| Activity |
Search the records below for the string "iter", and report each line that contains it.

[Stored data]
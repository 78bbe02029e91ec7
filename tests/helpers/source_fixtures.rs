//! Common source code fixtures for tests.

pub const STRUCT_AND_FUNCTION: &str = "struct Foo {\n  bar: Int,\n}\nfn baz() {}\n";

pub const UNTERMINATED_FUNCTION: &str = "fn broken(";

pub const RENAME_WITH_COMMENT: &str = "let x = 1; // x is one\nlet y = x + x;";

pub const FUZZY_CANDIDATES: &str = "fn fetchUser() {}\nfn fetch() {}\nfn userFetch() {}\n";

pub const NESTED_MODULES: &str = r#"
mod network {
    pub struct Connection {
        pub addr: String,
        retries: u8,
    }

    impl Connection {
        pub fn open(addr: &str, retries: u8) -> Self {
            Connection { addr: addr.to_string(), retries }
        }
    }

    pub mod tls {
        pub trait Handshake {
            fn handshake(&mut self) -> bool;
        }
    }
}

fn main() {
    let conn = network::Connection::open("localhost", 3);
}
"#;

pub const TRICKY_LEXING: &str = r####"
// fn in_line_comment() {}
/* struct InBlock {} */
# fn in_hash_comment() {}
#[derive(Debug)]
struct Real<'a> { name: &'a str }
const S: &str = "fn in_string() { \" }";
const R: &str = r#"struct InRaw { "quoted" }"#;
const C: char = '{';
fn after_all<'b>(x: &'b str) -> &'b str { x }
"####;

---

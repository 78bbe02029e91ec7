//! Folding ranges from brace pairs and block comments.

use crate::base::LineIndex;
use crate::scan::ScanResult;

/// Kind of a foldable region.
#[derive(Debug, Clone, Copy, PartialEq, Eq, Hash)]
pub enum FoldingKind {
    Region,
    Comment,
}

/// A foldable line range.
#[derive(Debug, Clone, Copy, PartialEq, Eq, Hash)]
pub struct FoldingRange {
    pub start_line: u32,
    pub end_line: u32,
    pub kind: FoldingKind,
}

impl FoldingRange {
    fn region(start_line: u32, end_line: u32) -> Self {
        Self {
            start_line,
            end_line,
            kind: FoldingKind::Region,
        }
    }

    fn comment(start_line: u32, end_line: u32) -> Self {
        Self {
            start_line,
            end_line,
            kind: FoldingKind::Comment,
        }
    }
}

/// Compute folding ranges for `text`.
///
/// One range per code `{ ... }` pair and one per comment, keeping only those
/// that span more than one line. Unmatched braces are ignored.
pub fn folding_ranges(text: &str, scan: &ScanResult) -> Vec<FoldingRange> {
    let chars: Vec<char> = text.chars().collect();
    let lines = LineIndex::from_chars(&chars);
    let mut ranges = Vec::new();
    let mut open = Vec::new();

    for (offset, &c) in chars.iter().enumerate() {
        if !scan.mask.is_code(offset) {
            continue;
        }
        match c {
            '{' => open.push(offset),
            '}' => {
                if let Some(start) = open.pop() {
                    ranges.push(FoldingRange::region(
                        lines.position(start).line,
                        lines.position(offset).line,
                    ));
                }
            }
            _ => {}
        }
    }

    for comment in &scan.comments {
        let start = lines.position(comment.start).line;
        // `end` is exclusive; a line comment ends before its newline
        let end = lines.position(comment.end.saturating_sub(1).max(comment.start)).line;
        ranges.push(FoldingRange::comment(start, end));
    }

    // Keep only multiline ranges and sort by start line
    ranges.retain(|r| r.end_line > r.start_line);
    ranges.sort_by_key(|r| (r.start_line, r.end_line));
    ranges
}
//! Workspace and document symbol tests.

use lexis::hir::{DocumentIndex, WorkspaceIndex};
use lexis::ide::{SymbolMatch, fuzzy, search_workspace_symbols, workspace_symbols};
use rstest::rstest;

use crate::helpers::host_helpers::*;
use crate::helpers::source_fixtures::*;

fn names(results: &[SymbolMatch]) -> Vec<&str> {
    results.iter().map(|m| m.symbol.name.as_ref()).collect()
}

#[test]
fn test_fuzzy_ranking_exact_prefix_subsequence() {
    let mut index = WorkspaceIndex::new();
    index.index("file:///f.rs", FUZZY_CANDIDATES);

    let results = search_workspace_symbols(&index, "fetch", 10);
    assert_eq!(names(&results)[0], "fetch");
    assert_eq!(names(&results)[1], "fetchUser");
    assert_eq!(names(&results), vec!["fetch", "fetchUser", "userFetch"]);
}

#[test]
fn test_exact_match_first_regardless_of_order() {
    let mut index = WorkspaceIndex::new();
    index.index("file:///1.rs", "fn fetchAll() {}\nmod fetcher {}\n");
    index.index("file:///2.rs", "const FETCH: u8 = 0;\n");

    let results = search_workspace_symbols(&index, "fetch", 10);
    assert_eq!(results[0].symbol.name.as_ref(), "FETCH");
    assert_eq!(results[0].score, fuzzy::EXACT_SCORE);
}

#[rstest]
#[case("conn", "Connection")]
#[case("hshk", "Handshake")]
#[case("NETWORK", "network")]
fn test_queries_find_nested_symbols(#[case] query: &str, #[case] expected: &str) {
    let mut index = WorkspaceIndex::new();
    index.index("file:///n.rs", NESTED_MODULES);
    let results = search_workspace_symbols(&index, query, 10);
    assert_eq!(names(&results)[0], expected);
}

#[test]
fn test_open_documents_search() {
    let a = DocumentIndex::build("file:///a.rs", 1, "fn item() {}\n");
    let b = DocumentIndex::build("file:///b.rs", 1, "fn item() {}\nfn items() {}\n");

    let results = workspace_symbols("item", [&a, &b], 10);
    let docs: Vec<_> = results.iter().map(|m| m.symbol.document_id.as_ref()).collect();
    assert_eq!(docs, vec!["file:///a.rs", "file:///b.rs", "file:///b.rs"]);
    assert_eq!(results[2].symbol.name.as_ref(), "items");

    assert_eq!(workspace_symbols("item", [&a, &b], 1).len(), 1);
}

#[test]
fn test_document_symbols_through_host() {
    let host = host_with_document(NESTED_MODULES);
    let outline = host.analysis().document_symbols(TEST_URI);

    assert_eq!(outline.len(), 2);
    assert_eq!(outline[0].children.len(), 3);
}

| Written answer |
    for (offset, &c) in chars.iter().enumerate() {
    results.iter().map(|m| m.symbol.name.as_ref()).collect()
    let docs: Vec<_> = results.iter().map(|m| m.symbol.document_id.as_ref()).collect();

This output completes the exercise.